Durante todo o mês de agosto, o perdão será lembrado e reafirmado como instrumento para uma vida melhor. Foi com essa intenção que a ONG Instituto Ives Ota e a Associação Brasileira de Qualidade de Vida (ABQV) se uniram para lançar o “Agosto Violeta”, iniciativa que visa expandir o alcance da Lei 13.437/2017, que institui o Dia Nacional do Perdão em 30 de agosto.

“O objetivo do Agosto Violeta é propor o perdão como instrumento de tolerância entre as pessoas. Essa paz produz bem-estar na vida pessoal, familiar e profissional. Isso é demonstrado pela medicina integrativa e por diversos relatos de pessoas que melhoraram a qualidade de vida por meio dessa prática”, explica Ercy Paschoal, porta-voz da ABQV.

Brasília, São Paulo, Rio de Janeiro e já aderiram à iniciativa. O Congresso Nacional estará iluminado na cor violeta durante todo o mês de agosto, assim como o chafariz do Parque Ibirapuera e a ponte Octávio Frias de Oliveira (Estaiada). O Cristo Redentor também estará iluminado a partir de 1° de agosto, às 19h00. 

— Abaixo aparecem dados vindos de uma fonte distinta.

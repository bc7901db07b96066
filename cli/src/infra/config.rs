//! Infrastructure implementation of the `ConfigStore` port.

use std::io::Write;
use std::path::{Path, PathBuf};

use anyhow::{Context, Result};
use rollout_common::DeploymentConfig;

use crate::application::ports::ConfigStore;
use crate::domain::{CONFIG_ENV_VAR, ConfigurationError, DEFAULT_CONFIG_FILE, DeployError};

/// Production implementation of `ConfigStore` that uses a YAML file on disk.
pub struct YamlConfigStore {
    path: PathBuf,
}

impl YamlConfigStore {
    /// Resolve the config location: `explicit` (the `--config` flag), then
    /// `ROLLOUT_CONFIG`, then `./rollout.yaml`.
    #[must_use]
    pub fn resolve(explicit: Option<&Path>) -> Self {
        let path = explicit.map(Path::to_path_buf).unwrap_or_else(|| {
            std::env::var_os(CONFIG_ENV_VAR)
                .filter(|v| !v.is_empty())
                .map_or_else(|| PathBuf::from(DEFAULT_CONFIG_FILE), PathBuf::from)
        });
        Self { path }
    }

    #[must_use]
    pub fn at(path: impl Into<PathBuf>) -> Self {
        Self { path: path.into() }
    }
}

impl ConfigStore for YamlConfigStore {
    fn load(&self) -> Result<DeploymentConfig> {
        let shown = self.path.display().to_string();
        let content = match std::fs::read_to_string(&self.path) {
            Ok(content) => content,
            Err(e) if e.kind() == std::io::ErrorKind::NotFound => {
                return Err(DeployError::from(ConfigurationError::NotFound(shown)).into());
            }
            Err(e) => return Err(e).with_context(|| format!("cannot read {shown}")),
        };
        tracing::debug!(path = %shown, "config loaded");
        serde_yaml::from_str(&content).map_err(|e| {
            DeployError::from(ConfigurationError::Malformed {
                path: shown,
                detail: e.to_string(),
            })
            .into()
        })
    }

    fn create_new(&self, contents: &str) -> Result<bool> {
        if let Some(parent) = self.path.parent().filter(|p| !p.as_os_str().is_empty()) {
            std::fs::create_dir_all(parent)
                .with_context(|| format!("cannot create {}", parent.display()))?;
        }
        let mut file = match std::fs::OpenOptions::new()
            .write(true)
            .create_new(true)
            .open(&self.path)
        {
            Ok(file) => file,
            Err(e) if e.kind() == std::io::ErrorKind::AlreadyExists => return Ok(false),
            Err(e) => {
                return Err(e).with_context(|| format!("cannot write {}", self.path.display()));
            }
        };
        file.write_all(contents.as_bytes())
            .with_context(|| format!("cannot write {}", self.path.display()))?;

        // The file may end up holding ssh passwords.
        #[cfg(unix)]
        {
            use std::os::unix::fs::PermissionsExt;
            std::fs::set_permissions(&self.path, std::fs::Permissions::from_mode(0o600))
                .with_context(|| format!("cannot set permissions on {}", self.path.display()))?;
        }
        Ok(true)
    }

    fn path(&self) -> PathBuf {
        self.path.clone()
    }
}
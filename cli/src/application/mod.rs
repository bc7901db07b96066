//! Application layer: port trait definitions and use-case orchestration.
//!
//! This module depends only on `crate::domain`: never on `crate::infra`,
//! `crate::commands`, or `crate::output`.

pub mod ports;
pub mod services;

pub use ports::{
    CommandRunner, ConfigStore, FileSync, ProgressReporter, RemoteShell, TimedOut,
};
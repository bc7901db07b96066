//! Version command

use anyhow::Result;

use crate::app::AppContext;
use crate::output::human::HumanRenderer;
use crate::output::json;

/// Run the version command.
///
/// # Errors
///
/// Returns an error only if JSON serialization fails.
pub fn run(app: &AppContext) -> Result<()> {
    let version = env!("CARGO_PKG_VERSION");

    if app.is_json() {
        json::print(&serde_json::json!({ "version": version }))
    } else {
        HumanRenderer::new(&app.output).render_version(version);
        Ok(())
    }
}
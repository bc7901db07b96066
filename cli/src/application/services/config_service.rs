//! Application service: configuration use-cases.

use anyhow::Result;
use rollout_common::DeploymentConfig;

use crate::application::ports::ConfigStore;
use crate::domain::{CONFIG_TEMPLATE, DeployError, validate_config};

/// Outcome of [`init_config`].
#[derive(Debug, Clone, Copy, PartialEq, Eq)]
pub enum InitOutcome {
    Created,
    /// A file was already there and was left untouched.
    AlreadyExists,
}

/// Load and validate the configuration.
///
/// # Errors
///
/// Returns `DeployError::Configuration` for a missing, unparsable or
/// inconsistent file.
pub fn load_config(store: &impl ConfigStore) -> Result<DeploymentConfig> {
    let config = store.load()?;
    validate_config(&config).map_err(DeployError::from)?;
    Ok(config)
}

/// Write the template configuration unless a file already exists.
///
/// # Errors
///
/// Returns an error if the file cannot be written.
pub fn init_config(store: &impl ConfigStore) -> Result<InitOutcome> {
    if store.create_new(CONFIG_TEMPLATE)? {
        Ok(InitOutcome::Created)
    } else {
        Ok(InitOutcome::AlreadyExists)
    }
}
//! JSON output helpers.
//!
//! Provides the error-object formatter used by all `--json` code paths when
//! a command fails, plus pretty-printing for command results.

use anyhow::{Context, Result};
use serde::Serialize;

/// Context marking a failure whose details are already on stdout as JSON.
///
/// `main` exits 1 on it without printing a second document, so `--json`
/// stdout always holds exactly one value.
#[derive(Debug, thiserror::Error)]
#[error("details printed as JSON")]
pub struct AlreadyRendered;

/// Format a JSON error object.
///
/// Output (pretty-printed):
/// ```json
/// {
///   "error": true,
///   "message": "...",
///   "code": "..."
/// }
/// ```
///
/// # Errors
///
/// Returns an error if JSON serialization fails (should not happen in
/// practice: `serde_json` only fails on non-finite floats and maps with
/// non-string keys, neither of which appear here).
pub fn format_error(message: &str, code: &str) -> Result<String> {
    let obj = serde_json::json!({
        "error": true,
        "message": message,
        "code": code,
    });
    serde_json::to_string_pretty(&obj).context("JSON serialization failed")
}

/// Print `value` as pretty JSON on stdout.
///
/// # Errors
///
/// Returns an error if serialization fails.
pub fn print<T: Serialize + ?Sized>(value: &T) -> Result<()> {
    let text = serde_json::to_string_pretty(value).context("JSON serialization failed")?;
    println!("{text}");
    Ok(())
}
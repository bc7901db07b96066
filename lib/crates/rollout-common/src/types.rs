use serde::{Deserialize, Serialize};
use std::collections::BTreeMap;
use std::fmt;

/// A scalar environment value as written in the config file.
///
/// Numbers and booleans keep their type so the supervisor descriptor can
/// carry `PORT: 3000` rather than `PORT: "3000"`.
#[derive(Debug, Clone, Serialize, Deserialize, PartialEq)]
#[serde(untagged)]
pub enum EnvValue {
    Bool(bool),
    Integer(i64),
    Float(f64),
    String(String),
}

/// Environment variable map, ordered by key so rendered output is stable.
pub type EnvMap = BTreeMap<String, EnvValue>;

impl fmt::Display for EnvValue {
    fn fmt(&self, f: &mut fmt::Formatter<'_>) -> fmt::Result {
        match self {
            Self::Bool(b) => write!(f, "{b}"),
            Self::Integer(n) => write!(f, "{n}"),
            Self::Float(x) => write!(f, "{x}"),
            Self::String(s) => f.write_str(s),
        }
    }
}

impl From<&str> for EnvValue {
    fn from(s: &str) -> Self {
        Self::String(s.to_string())
    }
}

impl From<String> for EnvValue {
    fn from(s: String) -> Self {
        Self::String(s)
    }
}

impl From<i64> for EnvValue {
    fn from(n: i64) -> Self {
        Self::Integer(n)
    }
}

impl From<u16> for EnvValue {
    fn from(n: u16) -> Self {
        Self::Integer(i64::from(n))
    }
}

impl From<bool> for EnvValue {
    fn from(b: bool) -> Self {
        Self::Bool(b)
    }
}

A cor violeta simboliza a transformação no plano físico e espiritual, e, no caso do Agosto Violeta, sugere a transição de uma cultura de violência que só gera medo e ansiedade para uma cultura de paz.

Histórico

Em julho, o ministro da Justiça, Torquato Jardim, recebeu a deputada federal Keiko Ota em seu gabinete em Brasília. Ota expôs ao ministro o movimento Agosto Violeta, que teve a pronta adesão da pasta.

O projeto que deu origem à lei é de autoria da deputada federal Keiko Ota, que teve o filho Ives Ota sequestrado e morto, aos 8 anos, em 30 de agosto de 1997. Depois de conhecer os assassinos do filho, a deputada e o seu marido, Masataka Ota, decidiram perdoá-los.